(SOURCE DATA Opens)

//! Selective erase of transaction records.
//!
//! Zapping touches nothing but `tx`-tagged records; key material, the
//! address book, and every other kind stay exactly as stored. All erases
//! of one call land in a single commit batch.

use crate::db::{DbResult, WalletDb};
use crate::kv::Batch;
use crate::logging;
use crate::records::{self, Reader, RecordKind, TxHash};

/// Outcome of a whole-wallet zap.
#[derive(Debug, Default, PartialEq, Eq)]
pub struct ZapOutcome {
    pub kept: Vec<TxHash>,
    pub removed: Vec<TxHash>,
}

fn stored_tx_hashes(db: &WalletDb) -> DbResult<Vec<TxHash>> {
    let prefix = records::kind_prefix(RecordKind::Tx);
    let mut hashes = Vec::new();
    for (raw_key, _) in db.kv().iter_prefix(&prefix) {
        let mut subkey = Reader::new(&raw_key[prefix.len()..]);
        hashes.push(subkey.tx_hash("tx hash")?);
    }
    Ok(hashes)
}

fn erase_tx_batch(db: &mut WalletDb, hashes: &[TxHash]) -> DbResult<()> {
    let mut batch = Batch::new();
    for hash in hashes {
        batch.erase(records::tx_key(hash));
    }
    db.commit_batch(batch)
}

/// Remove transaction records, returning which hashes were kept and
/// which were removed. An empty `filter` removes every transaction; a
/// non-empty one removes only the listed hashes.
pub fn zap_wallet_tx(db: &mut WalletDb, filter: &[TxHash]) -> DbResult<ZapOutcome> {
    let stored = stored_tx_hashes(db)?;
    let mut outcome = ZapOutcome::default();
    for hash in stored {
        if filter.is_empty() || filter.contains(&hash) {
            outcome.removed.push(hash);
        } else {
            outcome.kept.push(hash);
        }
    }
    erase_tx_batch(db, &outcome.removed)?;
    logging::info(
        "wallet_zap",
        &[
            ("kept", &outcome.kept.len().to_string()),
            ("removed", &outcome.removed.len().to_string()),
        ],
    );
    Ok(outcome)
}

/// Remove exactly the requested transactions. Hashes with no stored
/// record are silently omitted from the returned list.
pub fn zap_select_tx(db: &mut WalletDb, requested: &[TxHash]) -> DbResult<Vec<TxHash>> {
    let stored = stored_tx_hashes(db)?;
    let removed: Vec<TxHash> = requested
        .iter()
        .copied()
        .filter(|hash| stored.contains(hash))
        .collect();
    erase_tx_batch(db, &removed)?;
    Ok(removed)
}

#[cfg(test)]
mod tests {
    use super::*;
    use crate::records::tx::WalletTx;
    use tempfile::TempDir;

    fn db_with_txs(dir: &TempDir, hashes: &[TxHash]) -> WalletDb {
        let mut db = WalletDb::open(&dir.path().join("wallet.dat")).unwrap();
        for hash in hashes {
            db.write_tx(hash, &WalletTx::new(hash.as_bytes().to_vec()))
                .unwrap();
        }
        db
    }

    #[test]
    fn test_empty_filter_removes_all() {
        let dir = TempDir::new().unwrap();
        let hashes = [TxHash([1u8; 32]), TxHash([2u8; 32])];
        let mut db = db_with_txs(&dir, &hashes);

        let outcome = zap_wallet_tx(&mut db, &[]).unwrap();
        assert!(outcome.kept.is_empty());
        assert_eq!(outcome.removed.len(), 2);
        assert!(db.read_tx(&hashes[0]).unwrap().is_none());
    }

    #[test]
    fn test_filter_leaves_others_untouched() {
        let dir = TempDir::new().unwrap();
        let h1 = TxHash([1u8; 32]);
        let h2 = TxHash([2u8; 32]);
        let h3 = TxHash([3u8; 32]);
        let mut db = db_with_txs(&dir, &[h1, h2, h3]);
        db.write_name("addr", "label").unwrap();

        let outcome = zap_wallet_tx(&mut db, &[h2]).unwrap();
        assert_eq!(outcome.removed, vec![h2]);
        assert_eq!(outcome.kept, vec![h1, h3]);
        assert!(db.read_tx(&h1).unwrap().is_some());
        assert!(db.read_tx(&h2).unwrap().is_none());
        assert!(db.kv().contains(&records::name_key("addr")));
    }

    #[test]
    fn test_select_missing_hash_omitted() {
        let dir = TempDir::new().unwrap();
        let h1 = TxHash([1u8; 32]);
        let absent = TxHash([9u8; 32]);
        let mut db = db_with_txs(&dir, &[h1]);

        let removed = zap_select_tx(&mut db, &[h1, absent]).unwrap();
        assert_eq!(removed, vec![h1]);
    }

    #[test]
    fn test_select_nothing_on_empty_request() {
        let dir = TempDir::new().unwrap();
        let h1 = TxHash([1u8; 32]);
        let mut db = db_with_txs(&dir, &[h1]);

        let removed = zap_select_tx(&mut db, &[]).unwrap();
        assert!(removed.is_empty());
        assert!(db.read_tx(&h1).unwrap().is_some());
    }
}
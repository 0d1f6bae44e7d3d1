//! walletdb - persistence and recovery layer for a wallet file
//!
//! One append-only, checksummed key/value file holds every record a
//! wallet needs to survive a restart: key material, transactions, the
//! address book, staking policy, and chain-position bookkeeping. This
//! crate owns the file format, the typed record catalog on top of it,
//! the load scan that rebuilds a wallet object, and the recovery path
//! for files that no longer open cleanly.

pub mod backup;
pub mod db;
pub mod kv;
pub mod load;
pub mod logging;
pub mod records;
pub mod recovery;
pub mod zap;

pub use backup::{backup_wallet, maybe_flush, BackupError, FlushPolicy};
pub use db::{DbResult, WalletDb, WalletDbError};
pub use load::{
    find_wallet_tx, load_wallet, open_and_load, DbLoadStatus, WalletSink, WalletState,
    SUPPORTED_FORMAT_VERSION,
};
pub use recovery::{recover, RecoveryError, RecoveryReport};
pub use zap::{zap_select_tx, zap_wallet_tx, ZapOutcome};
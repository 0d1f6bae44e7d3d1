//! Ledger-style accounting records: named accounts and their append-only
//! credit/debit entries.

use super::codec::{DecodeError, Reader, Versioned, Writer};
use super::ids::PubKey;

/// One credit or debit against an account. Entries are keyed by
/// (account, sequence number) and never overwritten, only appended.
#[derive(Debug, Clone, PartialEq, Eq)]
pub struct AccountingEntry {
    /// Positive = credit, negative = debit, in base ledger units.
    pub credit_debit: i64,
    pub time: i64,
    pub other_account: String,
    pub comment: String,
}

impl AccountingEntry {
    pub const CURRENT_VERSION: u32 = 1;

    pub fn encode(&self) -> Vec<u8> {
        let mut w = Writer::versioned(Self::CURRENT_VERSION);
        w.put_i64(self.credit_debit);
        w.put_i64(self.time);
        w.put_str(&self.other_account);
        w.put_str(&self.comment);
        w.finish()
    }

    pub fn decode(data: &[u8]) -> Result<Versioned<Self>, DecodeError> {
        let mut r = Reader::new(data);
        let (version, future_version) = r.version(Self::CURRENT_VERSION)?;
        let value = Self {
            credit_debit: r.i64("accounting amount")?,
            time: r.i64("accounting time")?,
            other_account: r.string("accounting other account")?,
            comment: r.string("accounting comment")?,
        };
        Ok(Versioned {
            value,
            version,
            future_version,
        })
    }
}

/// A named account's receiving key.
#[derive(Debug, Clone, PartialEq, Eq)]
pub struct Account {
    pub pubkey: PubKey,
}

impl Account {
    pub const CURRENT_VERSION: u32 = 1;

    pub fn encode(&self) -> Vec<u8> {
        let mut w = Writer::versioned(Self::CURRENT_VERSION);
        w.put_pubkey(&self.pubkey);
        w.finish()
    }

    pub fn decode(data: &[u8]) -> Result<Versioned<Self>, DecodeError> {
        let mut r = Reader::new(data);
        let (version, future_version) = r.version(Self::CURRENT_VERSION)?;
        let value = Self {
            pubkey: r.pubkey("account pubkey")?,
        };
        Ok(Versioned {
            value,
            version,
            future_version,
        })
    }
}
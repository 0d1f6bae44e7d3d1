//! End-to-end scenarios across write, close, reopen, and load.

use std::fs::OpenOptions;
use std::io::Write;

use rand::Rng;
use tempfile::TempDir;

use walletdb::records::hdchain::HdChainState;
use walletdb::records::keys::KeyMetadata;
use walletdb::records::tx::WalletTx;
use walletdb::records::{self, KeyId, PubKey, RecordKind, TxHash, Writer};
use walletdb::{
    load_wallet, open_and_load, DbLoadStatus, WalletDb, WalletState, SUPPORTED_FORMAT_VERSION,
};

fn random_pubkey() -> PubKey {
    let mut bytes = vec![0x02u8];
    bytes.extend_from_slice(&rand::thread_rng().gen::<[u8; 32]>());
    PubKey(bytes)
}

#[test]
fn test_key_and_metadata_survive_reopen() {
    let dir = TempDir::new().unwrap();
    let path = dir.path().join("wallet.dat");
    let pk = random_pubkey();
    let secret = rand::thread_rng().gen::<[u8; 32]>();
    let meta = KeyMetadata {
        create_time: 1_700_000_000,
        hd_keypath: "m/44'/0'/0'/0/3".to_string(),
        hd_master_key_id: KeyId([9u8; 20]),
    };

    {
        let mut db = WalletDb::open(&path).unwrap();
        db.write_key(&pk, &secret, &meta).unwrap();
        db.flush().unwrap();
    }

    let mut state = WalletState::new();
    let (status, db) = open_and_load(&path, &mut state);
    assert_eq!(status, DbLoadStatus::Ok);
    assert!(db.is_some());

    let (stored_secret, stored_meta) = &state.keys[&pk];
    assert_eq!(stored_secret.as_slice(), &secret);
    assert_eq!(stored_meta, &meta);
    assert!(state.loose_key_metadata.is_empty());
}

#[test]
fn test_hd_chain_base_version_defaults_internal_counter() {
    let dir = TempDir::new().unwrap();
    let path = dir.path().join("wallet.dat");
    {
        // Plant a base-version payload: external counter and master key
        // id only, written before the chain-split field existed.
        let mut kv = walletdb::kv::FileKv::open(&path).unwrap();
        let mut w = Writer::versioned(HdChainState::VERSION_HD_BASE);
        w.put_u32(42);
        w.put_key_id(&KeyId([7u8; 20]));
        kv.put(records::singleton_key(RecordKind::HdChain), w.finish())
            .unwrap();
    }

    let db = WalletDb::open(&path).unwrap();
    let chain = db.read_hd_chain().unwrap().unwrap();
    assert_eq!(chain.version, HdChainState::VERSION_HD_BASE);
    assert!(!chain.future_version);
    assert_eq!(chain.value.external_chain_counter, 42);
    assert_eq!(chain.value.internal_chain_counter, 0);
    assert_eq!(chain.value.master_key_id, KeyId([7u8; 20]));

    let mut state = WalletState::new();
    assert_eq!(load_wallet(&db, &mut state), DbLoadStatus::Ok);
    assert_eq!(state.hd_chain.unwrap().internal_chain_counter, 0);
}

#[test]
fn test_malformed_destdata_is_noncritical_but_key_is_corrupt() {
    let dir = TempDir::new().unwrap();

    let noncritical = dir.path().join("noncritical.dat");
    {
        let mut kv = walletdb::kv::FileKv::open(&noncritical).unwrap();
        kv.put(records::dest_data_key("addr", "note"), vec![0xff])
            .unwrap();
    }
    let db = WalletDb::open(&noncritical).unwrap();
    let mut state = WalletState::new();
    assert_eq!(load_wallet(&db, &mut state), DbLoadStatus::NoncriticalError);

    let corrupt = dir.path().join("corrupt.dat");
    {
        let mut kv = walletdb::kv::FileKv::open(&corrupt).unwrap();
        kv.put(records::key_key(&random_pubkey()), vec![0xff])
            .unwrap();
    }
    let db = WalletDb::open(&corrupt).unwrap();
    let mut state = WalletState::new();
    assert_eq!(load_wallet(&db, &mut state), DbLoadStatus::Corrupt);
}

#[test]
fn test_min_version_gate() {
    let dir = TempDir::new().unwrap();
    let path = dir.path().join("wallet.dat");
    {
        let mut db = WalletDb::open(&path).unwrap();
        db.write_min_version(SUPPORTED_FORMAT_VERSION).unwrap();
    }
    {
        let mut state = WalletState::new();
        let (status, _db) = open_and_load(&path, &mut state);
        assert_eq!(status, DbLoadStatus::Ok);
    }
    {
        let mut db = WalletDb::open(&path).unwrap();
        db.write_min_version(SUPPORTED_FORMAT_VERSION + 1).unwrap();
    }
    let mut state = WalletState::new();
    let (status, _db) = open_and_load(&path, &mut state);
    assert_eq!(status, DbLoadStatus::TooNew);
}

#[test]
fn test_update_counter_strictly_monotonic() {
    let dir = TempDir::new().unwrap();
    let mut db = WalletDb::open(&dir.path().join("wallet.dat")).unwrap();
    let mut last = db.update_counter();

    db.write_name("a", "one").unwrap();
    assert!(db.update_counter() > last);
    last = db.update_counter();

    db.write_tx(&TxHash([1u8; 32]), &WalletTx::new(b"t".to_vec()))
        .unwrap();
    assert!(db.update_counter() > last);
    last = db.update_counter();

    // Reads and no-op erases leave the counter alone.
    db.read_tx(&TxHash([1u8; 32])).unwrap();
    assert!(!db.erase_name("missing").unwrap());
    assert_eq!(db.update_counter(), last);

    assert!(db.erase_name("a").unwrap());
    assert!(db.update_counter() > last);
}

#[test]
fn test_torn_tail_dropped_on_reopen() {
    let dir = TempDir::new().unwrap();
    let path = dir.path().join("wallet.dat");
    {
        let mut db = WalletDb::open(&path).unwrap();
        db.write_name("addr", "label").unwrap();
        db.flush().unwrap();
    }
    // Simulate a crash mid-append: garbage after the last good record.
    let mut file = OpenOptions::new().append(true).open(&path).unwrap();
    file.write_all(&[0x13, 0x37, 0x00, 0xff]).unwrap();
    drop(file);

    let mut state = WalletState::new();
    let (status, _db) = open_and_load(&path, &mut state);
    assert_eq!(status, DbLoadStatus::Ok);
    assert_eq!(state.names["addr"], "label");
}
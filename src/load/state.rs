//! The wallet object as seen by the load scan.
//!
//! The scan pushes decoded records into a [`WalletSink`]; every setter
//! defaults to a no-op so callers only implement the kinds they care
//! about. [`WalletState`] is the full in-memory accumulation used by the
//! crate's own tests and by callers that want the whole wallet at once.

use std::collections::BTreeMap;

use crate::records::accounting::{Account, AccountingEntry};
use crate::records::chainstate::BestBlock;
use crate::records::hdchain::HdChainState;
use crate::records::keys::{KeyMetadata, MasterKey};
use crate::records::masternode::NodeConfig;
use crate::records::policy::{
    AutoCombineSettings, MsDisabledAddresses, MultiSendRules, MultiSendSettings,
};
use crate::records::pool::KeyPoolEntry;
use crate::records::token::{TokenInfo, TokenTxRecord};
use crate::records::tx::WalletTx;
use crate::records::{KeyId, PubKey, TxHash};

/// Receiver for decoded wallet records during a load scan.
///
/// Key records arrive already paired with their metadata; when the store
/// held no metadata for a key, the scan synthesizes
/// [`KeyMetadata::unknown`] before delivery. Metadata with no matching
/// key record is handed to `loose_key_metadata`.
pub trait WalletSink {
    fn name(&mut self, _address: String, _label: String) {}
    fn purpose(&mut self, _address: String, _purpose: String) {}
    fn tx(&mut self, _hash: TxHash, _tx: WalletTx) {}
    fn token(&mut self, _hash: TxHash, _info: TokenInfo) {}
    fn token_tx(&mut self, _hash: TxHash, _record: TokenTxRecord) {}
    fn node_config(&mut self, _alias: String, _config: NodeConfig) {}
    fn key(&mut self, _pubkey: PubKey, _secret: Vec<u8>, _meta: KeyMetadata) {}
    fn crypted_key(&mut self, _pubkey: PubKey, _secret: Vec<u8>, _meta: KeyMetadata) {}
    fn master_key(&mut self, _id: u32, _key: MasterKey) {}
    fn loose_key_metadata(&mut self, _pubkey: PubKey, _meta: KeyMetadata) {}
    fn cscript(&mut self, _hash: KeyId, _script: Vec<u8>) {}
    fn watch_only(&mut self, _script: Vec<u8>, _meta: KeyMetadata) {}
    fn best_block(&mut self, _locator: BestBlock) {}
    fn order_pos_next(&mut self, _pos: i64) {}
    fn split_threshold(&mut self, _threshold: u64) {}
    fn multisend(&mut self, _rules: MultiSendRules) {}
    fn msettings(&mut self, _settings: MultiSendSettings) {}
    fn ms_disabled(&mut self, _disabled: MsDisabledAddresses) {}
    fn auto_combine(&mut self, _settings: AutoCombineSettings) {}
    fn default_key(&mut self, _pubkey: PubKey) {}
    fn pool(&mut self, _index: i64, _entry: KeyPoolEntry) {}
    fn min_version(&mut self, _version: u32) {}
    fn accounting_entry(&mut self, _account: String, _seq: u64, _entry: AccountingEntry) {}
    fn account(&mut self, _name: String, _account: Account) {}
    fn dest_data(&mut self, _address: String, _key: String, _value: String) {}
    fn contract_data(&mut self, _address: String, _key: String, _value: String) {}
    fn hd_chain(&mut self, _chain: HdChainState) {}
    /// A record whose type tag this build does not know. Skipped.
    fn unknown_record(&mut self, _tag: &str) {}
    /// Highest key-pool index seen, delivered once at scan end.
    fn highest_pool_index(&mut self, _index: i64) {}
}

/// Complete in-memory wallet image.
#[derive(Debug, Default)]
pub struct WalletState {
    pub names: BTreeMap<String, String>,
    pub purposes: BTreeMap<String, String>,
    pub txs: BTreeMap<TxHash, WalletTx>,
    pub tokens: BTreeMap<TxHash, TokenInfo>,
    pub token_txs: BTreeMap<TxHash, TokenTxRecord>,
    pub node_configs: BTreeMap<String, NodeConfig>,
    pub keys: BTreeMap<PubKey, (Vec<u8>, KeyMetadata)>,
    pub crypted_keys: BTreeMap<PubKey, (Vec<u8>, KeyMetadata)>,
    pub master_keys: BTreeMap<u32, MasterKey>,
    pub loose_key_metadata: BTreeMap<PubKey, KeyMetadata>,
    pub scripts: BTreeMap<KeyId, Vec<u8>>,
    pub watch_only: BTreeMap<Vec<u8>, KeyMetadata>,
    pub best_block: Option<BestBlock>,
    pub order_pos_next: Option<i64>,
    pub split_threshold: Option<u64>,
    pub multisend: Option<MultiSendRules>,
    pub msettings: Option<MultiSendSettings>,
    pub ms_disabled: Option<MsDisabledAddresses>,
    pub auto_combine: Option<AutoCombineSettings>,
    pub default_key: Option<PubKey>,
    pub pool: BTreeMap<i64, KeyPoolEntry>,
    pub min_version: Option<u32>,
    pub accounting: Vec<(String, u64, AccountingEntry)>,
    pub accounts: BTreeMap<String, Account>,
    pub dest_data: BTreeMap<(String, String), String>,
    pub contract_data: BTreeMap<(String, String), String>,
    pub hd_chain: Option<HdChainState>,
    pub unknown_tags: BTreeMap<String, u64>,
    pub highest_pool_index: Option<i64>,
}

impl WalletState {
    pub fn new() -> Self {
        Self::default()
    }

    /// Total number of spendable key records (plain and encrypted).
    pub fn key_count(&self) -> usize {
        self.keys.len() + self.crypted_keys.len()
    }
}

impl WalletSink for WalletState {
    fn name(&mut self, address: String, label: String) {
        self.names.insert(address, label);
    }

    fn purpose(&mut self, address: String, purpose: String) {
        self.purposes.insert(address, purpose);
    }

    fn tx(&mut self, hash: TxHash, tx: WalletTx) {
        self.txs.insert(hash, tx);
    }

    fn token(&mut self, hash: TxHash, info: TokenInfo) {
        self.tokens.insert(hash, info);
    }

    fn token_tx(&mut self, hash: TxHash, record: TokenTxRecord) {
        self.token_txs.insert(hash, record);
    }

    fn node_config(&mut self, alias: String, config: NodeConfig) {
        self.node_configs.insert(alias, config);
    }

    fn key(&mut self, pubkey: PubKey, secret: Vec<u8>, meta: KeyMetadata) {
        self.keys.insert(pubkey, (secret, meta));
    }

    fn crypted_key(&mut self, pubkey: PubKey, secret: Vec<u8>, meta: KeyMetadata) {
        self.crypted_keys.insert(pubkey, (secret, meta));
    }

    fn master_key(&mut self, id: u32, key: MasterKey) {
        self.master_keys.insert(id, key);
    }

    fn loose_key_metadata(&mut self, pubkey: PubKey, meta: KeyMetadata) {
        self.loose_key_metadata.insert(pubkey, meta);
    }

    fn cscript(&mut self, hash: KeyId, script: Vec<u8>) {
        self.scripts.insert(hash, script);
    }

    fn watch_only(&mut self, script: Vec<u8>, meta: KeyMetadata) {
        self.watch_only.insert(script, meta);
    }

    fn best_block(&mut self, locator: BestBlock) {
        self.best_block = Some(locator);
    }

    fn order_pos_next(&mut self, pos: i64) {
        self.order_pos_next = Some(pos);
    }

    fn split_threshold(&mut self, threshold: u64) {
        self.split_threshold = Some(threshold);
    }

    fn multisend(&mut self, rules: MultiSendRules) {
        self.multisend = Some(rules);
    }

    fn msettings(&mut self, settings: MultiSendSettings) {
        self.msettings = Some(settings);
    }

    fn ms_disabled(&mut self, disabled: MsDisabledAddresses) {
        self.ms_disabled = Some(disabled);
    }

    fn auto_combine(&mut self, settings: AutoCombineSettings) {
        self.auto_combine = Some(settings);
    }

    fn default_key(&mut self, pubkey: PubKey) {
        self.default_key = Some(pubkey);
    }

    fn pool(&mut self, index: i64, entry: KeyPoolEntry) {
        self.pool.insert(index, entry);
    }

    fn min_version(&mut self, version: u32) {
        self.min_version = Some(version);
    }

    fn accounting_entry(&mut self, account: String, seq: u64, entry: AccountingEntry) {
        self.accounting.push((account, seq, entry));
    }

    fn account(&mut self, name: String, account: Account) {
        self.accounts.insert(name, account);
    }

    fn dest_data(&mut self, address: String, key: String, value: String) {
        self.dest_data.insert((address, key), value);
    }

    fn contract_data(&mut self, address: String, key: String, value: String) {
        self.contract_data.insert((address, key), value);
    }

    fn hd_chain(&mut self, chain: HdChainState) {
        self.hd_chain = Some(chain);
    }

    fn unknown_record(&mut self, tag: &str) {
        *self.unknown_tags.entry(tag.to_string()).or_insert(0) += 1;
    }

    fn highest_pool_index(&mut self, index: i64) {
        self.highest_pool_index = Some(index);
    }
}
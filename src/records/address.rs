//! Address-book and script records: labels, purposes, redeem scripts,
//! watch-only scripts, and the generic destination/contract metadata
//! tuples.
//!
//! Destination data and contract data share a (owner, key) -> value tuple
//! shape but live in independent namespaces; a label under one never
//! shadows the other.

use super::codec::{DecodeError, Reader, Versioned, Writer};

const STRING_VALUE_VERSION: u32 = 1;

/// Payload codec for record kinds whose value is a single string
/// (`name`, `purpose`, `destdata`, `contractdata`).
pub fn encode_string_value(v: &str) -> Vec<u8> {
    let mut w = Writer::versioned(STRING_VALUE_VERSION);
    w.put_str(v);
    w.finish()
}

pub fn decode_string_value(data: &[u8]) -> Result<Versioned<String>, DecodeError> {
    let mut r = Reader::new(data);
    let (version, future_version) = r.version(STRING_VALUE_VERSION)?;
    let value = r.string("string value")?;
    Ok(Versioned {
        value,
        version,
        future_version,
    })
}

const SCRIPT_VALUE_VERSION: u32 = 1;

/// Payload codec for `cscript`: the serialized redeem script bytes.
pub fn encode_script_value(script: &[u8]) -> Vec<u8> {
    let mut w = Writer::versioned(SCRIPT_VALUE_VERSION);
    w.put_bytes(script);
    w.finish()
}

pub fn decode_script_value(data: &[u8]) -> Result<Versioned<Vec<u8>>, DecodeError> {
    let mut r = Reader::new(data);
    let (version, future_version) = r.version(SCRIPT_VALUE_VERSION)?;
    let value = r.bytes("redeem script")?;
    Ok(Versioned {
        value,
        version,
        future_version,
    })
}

(SOURCE DATA Closes)

● PROBLEM STATEMENT
What is the number of lines in this material that hold the string "codec"? Answer with that number only.

● EXERCISE OUTPUT
4